[Saved entries]
╔══

//! Error types for the settings crate.
//!
//! This module provides structured error types for configuration loading,
//! saving and validation.

use pacal_camtools::ParameterError;
use pacal_core::ProfileError;
use std::io;
use thiserror::Error;

/// Errors that can occur during settings operations.
#[derive(Error, Debug)]
pub enum SettingsError {
    /// The configuration file could not be loaded.
    #[error("Failed to load settings from {path}: {reason}")]
    LoadError { path: String, reason: String },

    /// The configuration file could not be saved.
    #[error("Failed to save settings to {path}: {reason}")]
    SaveError { path: String, reason: String },

    /// A configuration value is invalid.
    #[error("Invalid setting '{key}': {reason}")]
    InvalidSetting { key: String, reason: String },

    /// The configuration file format is not supported.
    #[error("Unsupported config format: {0}")]
    UnsupportedFormat(String),

    /// I/O error during file operations.
    #[error("I/O error: {0}")]
    IoError(#[from] io::Error),

    /// JSON serialization/deserialization error.
    #[error("JSON error: {0}")]
    JsonError(#[from] serde_json::Error),

    /// TOML deserialization error.
    #[error("TOML error: {0}")]
    TomlError(#[from] toml::de::Error),

    /// TOML serialization error.
    #[error("TOML error: {0}")]
    TomlSerError(#[from] toml::ser::Error),

    /// A printer or filament profile is invalid.
    #[error("Profile error: {0}")]
    Profile(#[from] ProfileError),

    /// The cylinder geometry is invalid.
    #[error("Cylinder error: {0}")]
    Parameter(#[from] ParameterError),
}

/// Result type alias for settings operations.
pub type SettingsResult<T> = Result<T, SettingsError>;

#[cfg(test)]
mod tests {
    use super::*;

    #[test]
    fn test_settings_error_display() {
        let err = SettingsError::LoadError {
            path: "pacal.toml".to_string(),
            reason: "file not found".to_string(),
        };
        assert_eq!(
            err.to_string(),
            "Failed to load settings from pacal.toml: file not found"
        );

        let err = SettingsError::InvalidSetting {
            key: "file_prefix".to_string(),
            reason: "must not be empty".to_string(),
        };
        assert_eq!(
            err.to_string(),
            "Invalid setting 'file_prefix': must not be empty"
        );

        let err = SettingsError::UnsupportedFormat("yaml".to_string());
        assert_eq!(err.to_string(), "Unsupported config format: yaml");
    }

    #[test]
    fn test_error_conversion() {
        let profile_err = ProfileError::Empty {
            kind: "printer".to_string(),
        };
        let settings_err: SettingsError = profile_err.into();
        assert!(matches!(settings_err, SettingsError::Profile(_)));

        let param_err = ParameterError::InvalidDimensions("radius".to_string());
        let settings_err: SettingsError = param_err.into();
        assert!(matches!(settings_err, SettingsError::Parameter(_)));

        let io_err = io::Error::new(io::ErrorKind::NotFound, "file not found");
        let settings_err: SettingsError = io_err.into();
        assert!(matches!(settings_err, SettingsError::IoError(_)));
    }
}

╚══

__Try it__
Return every line above where "path" appears.

__Response box__
    #[error("Failed to load settings from {path}: {reason}")]
    LoadError { path: String, reason: String },
    #[error("Failed to save settings to {path}: {reason}")]
    SaveError { path: String, reason: String },
            path: "pacal.toml".to_string(),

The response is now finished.